Venerdì i partiti anti-indipendentisti hanno riconquistato la presidenza del Congresso della Nuova Caledonia, a seguito di una votazione caratterizzata dal sostegno del partito Risveglio Oceanico, un gruppo centrista che è diventato un attore chiave nel panorama politico dell'arcipelago. Virginie Ruffenach, eletta del partito Raggruppamento dei Repubblicani, è stata eletta alla guida dell'assemblea deliberativa grazie ai quattro voti di questo partito fondamentale, a pochi giorni dalla vittoria dei lealisti nella Provincia Meridionale durante le elezioni provinciali.

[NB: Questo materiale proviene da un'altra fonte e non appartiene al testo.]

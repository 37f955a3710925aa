use anyhow::{Context, Result, anyhow};
use serde::{Deserialize, Serialize};
use std::env;
use tracing::debug;

// --- Provider trait ---

pub trait AIProvider {
    fn complete(&self, system: &str, prompt: &str, max_tokens: u32) -> Result<String>;

    /// Same as `complete`, for prompts that expect a JSON document back.
    /// Providers with a native JSON mode override this.
    fn complete_json(&self, system: &str, prompt: &str, max_tokens: u32) -> Result<String> {
        self.complete(system, prompt, max_tokens)
    }

    fn model_name(&self) -> &str;
}

#[derive(Debug, Clone)]
pub enum ProviderKind {
    Gemini,
    Anthropic,
    OpenAI,
    ClaudeCode,
}

#[derive(Debug, Clone)]
pub struct ModelSpec {
    pub provider: ProviderKind,
    pub model_id: String,
    pub short_name: String,
}

fn spec(provider: ProviderKind, model_id: &str, short_name: &str) -> ModelSpec {
    ModelSpec {
        provider,
        model_id: model_id.to_string(),
        short_name: short_name.to_string(),
    }
}

pub fn resolve_model(name: &str) -> Result<ModelSpec> {
    match name {
        // Gemini (requires GEMINI_API_KEY)
        "gemini-flash" | "flash" => Ok(spec(ProviderKind::Gemini, "gemini-2.5-flash", "gemini-flash")),
        "gemini-pro" => Ok(spec(ProviderKind::Gemini, "gemini-2.5-pro", "gemini-pro")),
        // Claude Code provider (uses `claude` CLI, no API key needed)
        "claude-sonnet" | "sonnet" => Ok(spec(
            ProviderKind::ClaudeCode,
            "claude-sonnet-4-5-20250929",
            "claude-sonnet",
        )),
        "claude-haiku" | "haiku" => Ok(spec(
            ProviderKind::ClaudeCode,
            "claude-haiku-4-5-20251001",
            "claude-haiku",
        )),
        // Direct Anthropic API (requires ANTHROPIC_API_KEY)
        "api-sonnet" => Ok(spec(
            ProviderKind::Anthropic,
            "claude-sonnet-4-5-20250929",
            "api-sonnet",
        )),
        "api-haiku" => Ok(spec(
            ProviderKind::Anthropic,
            "claude-haiku-4-5-20251001",
            "api-haiku",
        )),
        // OpenAI (requires OPENAI_API_KEY)
        "gpt-4o" => Ok(spec(ProviderKind::OpenAI, "gpt-4o", "gpt-4o")),
        "gpt-4o-mini" => Ok(spec(ProviderKind::OpenAI, "gpt-4o-mini", "gpt-4o-mini")),
        _ => Err(anyhow!(
            "Unknown model '{}'. Available: gemini-flash (default), gemini-pro, claude-sonnet, \
             claude-haiku, api-sonnet, api-haiku, gpt-4o, gpt-4o-mini",
            name
        )),
    }
}

pub fn create_provider(spec: &ModelSpec) -> Result<Box<dyn AIProvider>> {
    match spec.provider {
        ProviderKind::Gemini => Ok(Box::new(GeminiProvider::new(spec.model_id.clone())?)),
        ProviderKind::ClaudeCode => Ok(Box::new(ClaudeCodeProvider::new(spec.model_id.clone())?)),
        ProviderKind::Anthropic => Ok(Box::new(AnthropicProvider::new(spec.model_id.clone())?)),
        ProviderKind::OpenAI => Ok(Box::new(OpenAIProvider::new(spec.model_id.clone())?)),
    }
}

fn read_api_key(var: &str) -> Result<String> {
    env::var(var).with_context(|| {
        format!(
            "{var} environment variable not set. Set it with: export {var}=your-key-here"
        )
    })
}

fn check_status(response: reqwest::blocking::Response, api: &str) -> Result<reqwest::blocking::Response> {
    if response.status().is_success() {
        return Ok(response);
    }
    let status = response.status();
    let error_text = response.text().unwrap_or_default();
    Err(anyhow!(
        "{} API request failed with status {}: {}",
        api,
        status,
        error_text
    ))
}

// --- Gemini provider ---

const GEMINI_API_BASE: &str = "https://generativelanguage.googleapis.com/v1beta/models";

#[derive(Debug, Serialize)]
struct GeminiPart {
    text: String,
}

#[derive(Debug, Serialize)]
struct GeminiContent {
    role: String,
    parts: Vec<GeminiPart>,
}

#[derive(Debug, Serialize)]
struct GeminiSystemInstruction {
    parts: Vec<GeminiPart>,
}

#[derive(Debug, Serialize)]
#[serde(rename_all = "camelCase")]
struct GeminiGenerationConfig {
    max_output_tokens: u32,
    #[serde(skip_serializing_if = "Option::is_none")]
    response_mime_type: Option<String>,
}

#[derive(Debug, Serialize)]
#[serde(rename_all = "camelCase")]
struct GeminiRequest {
    system_instruction: GeminiSystemInstruction,
    contents: Vec<GeminiContent>,
    generation_config: GeminiGenerationConfig,
}

#[derive(Debug, Deserialize)]
struct GeminiResponsePart {
    #[serde(default)]
    text: Option<String>,
}

#[derive(Debug, Deserialize)]
struct GeminiResponseContent {
    #[serde(default)]
    parts: Vec<GeminiResponsePart>,
}

#[derive(Debug, Deserialize)]
struct GeminiCandidate {
    content: Option<GeminiResponseContent>,
}

#[derive(Debug, Deserialize)]
struct GeminiResponse {
    #[serde(default)]
    candidates: Vec<GeminiCandidate>,
}

#[derive(Debug)]
pub struct GeminiProvider {
    api_key: String,
    model_id: String,
    client: reqwest::blocking::Client,
}

impl GeminiProvider {
    pub fn new(model_id: String) -> Result<Self> {
        let api_key = read_api_key("GEMINI_API_KEY")?;
        let client = reqwest::blocking::Client::new();
        Ok(Self { api_key, model_id, client })
    }

    fn generate(&self, system: &str, prompt: &str, max_tokens: u32, json: bool) -> Result<String> {
        let request = GeminiRequest {
            system_instruction: GeminiSystemInstruction {
                parts: vec![GeminiPart { text: system.to_string() }],
            },
            contents: vec![GeminiContent {
                role: "user".to_string(),
                parts: vec![GeminiPart { text: prompt.to_string() }],
            }],
            generation_config: GeminiGenerationConfig {
                max_output_tokens: max_tokens,
                response_mime_type: json.then(|| "application/json".to_string()),
            },
        };

        debug!(model = %self.model_id, prompt_len = prompt.len(), json, "Gemini request");

        let response = self
            .client
            .post(format!("{}/{}:generateContent", GEMINI_API_BASE, self.model_id))
            .header("x-goog-api-key", &self.api_key)
            .header("Content-Type", "application/json")
            .json(&request)
            .send()
            .context("Failed to send request to Gemini API")?;

        let api_response: GeminiResponse = check_status(response, "Gemini")?
            .json()
            .context("Failed to parse Gemini API response")?;

        let text: String = api_response
            .candidates
            .into_iter()
            .next()
            .and_then(|c| c.content)
            .map(|content| content.parts.into_iter().filter_map(|p| p.text).collect())
            .ok_or_else(|| anyhow!("No candidates in Gemini API response"))?;

        Ok(text)
    }
}

impl AIProvider for GeminiProvider {
    fn complete(&self, system: &str, prompt: &str, max_tokens: u32) -> Result<String> {
        self.generate(system, prompt, max_tokens, false)
    }

    fn complete_json(&self, system: &str, prompt: &str, max_tokens: u32) -> Result<String> {
        self.generate(system, prompt, max_tokens, true)
    }

    fn model_name(&self) -> &str {
        &self.model_id
    }
}

// --- Anthropic provider ---

const ANTHROPIC_API_URL: &str = "https://api.anthropic.com/v1/messages";

#[derive(Debug, Serialize)]
struct AnthropicMessage {
    role: String,
    content: String,
}

#[derive(Debug, Serialize)]
struct AnthropicRequest {
    model: String,
    max_tokens: u32,
    system: String,
    messages: Vec<AnthropicMessage>,
}

#[derive(Debug, Deserialize)]
struct AnthropicContentBlock {
    #[serde(default)]
    text: Option<String>,
}

#[derive(Debug, Deserialize)]
struct AnthropicResponse {
    content: Vec<AnthropicContentBlock>,
}

#[derive(Debug)]
pub struct AnthropicProvider {
    api_key: String,
    model_id: String,
    client: reqwest::blocking::Client,
}

impl AnthropicProvider {
    pub fn new(model_id: String) -> Result<Self> {
        let api_key = read_api_key("ANTHROPIC_API_KEY")?;
        let client = reqwest::blocking::Client::new();
        Ok(Self { api_key, model_id, client })
    }
}

impl AIProvider for AnthropicProvider {
    fn complete(&self, system: &str, prompt: &str, max_tokens: u32) -> Result<String> {
        let request = AnthropicRequest {
            model: self.model_id.clone(),
            max_tokens,
            system: system.to_string(),
            messages: vec![AnthropicMessage {
                role: "user".to_string(),
                content: prompt.to_string(),
            }],
        };

        debug!(model = %self.model_id, prompt_len = prompt.len(), "Anthropic request");

        let response = self
            .client
            .post(ANTHROPIC_API_URL)
            .header("x-api-key", &self.api_key)
            .header("anthropic-version", "2023-06-01")
            .header("content-type", "application/json")
            .json(&request)
            .send()
            .context("Failed to send request to Anthropic API")?;

        let api_response: AnthropicResponse = check_status(response, "Anthropic")?
            .json()
            .context("Failed to parse Anthropic API response")?;

        api_response
            .content
            .into_iter()
            .find_map(|block| block.text)
            .ok_or_else(|| anyhow!("No content in Anthropic API response"))
    }

    fn model_name(&self) -> &str {
        &self.model_id
    }
}

// --- Claude Code provider (shells out to `claude` CLI) ---

#[derive(Debug)]
pub struct ClaudeCodeProvider {
    model_id: String,
}

impl ClaudeCodeProvider {
    pub fn new(model_id: String) -> Result<Self> {
        // Verify claude CLI is available
        std::process::Command::new("claude")
            .arg("--version")
            .stdout(std::process::Stdio::null())
            .stderr(std::process::Stdio::null())
            .status()
            .context("'claude' CLI not found. Install it or use gemini-flash/api-sonnet instead.")?;
        Ok(Self { model_id })
    }
}

impl AIProvider for ClaudeCodeProvider {
    fn complete(&self, system: &str, prompt: &str, _max_tokens: u32) -> Result<String> {
        let output = std::process::Command::new("claude")
            .arg("-p")
            .arg(prompt)
            .arg("--append-system-prompt")
            .arg(system)
            .arg("--model")
            .arg(&self.model_id)
            .output()
            .context("Failed to run 'claude' CLI")?;

        if !output.status.success() {
            let stderr = String::from_utf8_lossy(&output.stderr);
            return Err(anyhow!("claude CLI failed: {}", stderr));
        }

        let response = String::from_utf8(output.stdout)
            .context("Invalid UTF-8 in claude CLI output")?;

        if response.trim().is_empty() {
            return Err(anyhow!("Empty response from claude CLI"));
        }

        Ok(response)
    }

    fn model_name(&self) -> &str {
        &self.model_id
    }
}

// --- OpenAI provider ---

const OPENAI_API_URL: &str = "https://api.openai.com/v1/chat/completions";

#[derive(Debug, Serialize)]
struct OpenAIMessage {
    role: String,
    content: String,
}

#[derive(Debug, Serialize)]
struct OpenAIResponseFormat {
    #[serde(rename = "type")]
    format_type: String,
}

#[derive(Debug, Serialize)]
struct OpenAIRequest {
    model: String,
    max_tokens: u32,
    messages: Vec<OpenAIMessage>,
    #[serde(skip_serializing_if = "Option::is_none")]
    response_format: Option<OpenAIResponseFormat>,
}

#[derive(Debug, Deserialize)]
struct OpenAIResponseMessage {
    #[serde(default)]
    content: Option<String>,
}

#[derive(Debug, Deserialize)]
struct OpenAIChoice {
    message: OpenAIResponseMessage,
}

#[derive(Debug, Deserialize)]
struct OpenAIResponse {
    choices: Vec<OpenAIChoice>,
}

#[derive(Debug)]
pub struct OpenAIProvider {
    api_key: String,
    model_id: String,
    client: reqwest::blocking::Client,
}

impl OpenAIProvider {
    pub fn new(model_id: String) -> Result<Self> {
        let api_key = read_api_key("OPENAI_API_KEY")?;
        let client = reqwest::blocking::Client::new();
        Ok(Self { api_key, model_id, client })
    }

    fn chat(&self, system: &str, prompt: &str, max_tokens: u32, json: bool) -> Result<String> {
        let request = OpenAIRequest {
            model: self.model_id.clone(),
            max_tokens,
            messages: vec![
                OpenAIMessage {
                    role: "system".to_string(),
                    content: system.to_string(),
                },
                OpenAIMessage {
                    role: "user".to_string(),
                    content: prompt.to_string(),
                },
            ],
            response_format: json.then(|| OpenAIResponseFormat {
                format_type: "json_object".to_string(),
            }),
        };

        debug!(model = %self.model_id, prompt_len = prompt.len(), json, "OpenAI request");

        let response = self
            .client
            .post(OPENAI_API_URL)
            .header("Authorization", format!("Bearer {}", self.api_key))
            .header("Content-Type", "application/json")
            .json(&request)
            .send()
            .context("Failed to send request to OpenAI API")?;

        let api_response: OpenAIResponse = check_status(response, "OpenAI")?
            .json()
            .context("Failed to parse OpenAI API response")?;

        api_response
            .choices
            .into_iter()
            .next()
            .and_then(|choice| choice.message.content)
            .ok_or_else(|| anyhow!("No choices in OpenAI API response"))
    }
}

impl AIProvider for OpenAIProvider {
    fn complete(&self, system: &str, prompt: &str, max_tokens: u32) -> Result<String> {
        self.chat(system, prompt, max_tokens, false)
    }

    // json_object mode only accepts a top-level object
    fn complete_json(&self, system: &str, prompt: &str, max_tokens: u32) -> Result<String> {
        self.chat(system, prompt, max_tokens, true)
    }

    fn model_name(&self) -> &str {
        &self.model_id
    }
}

Questo cambiamento altera gli equilibri istituzionali della Nuova Caledonia. Sebbene i partiti anti-indipendentisti non detengano, da soli, la maggioranza assoluta, il loro accordo con il Risveglio Oceanico consente loro ora di controllare l'istituzione responsabile dell'adozione delle principali linee guida politiche e di bilancio del territorio.
Un'alleanza di convenienza
L'accordo tra i lealisti e il partito Risveglio Oceanico ha sorpreso molti osservatori, viste le posizioni opposte dei due gruppi sul futuro istituzionale della Nuova Caledonia. Virginie Ruffenach ha spiegato, tuttavia, che le divergenze sulla questione dell'indipendenza erano state accantonate per formare una maggioranza in grado di affrontare le difficoltà economiche, sociali e istituzionali che affliggono l'arcipelago.
Il presidente di Oceanian Awakening, Milakulo Tukumuli, ha affermato di aver tentato di formare una maggioranza con i partiti indipendentisti. Secondo lui, le divisioni interne al fronte indipendentista hanno impedito la formazione di una coalizione sufficientemente stabile per governare il Congresso.
Una battuta d'arresto per il fronte indipendentista.
Si tratta di una vera e propria battuta d'arresto politica per l'FLNKS e i suoi alleati, che speravano di mantenere il controllo del Congresso dopo le elezioni provinciali. Nonostante la loro forza elettorale, i partiti indipendentisti non sono riusciti a convincere il partito Risveglio Oceanico ad aderire alla loro maggioranza, lasciando così ai partiti anti-indipendentisti il compito di riprendere l'iniziativa istituzionale.
Il deputato Nicolas Metzdorf ha riconosciuto che permangono significative differenze ideologiche tra i due partner, ma ha sostenuto che un'alleanza con il fronte indipendentista sarebbe stata ancora più difficile da raggiungere. I leader di entrambi i partiti hanno dichiarato la loro intenzione di mantenere una cooperazione a lungo termine, nonostante la presidenza del Congresso venga rinnovata ogni anno tramite votazione da parte dei membri eletti.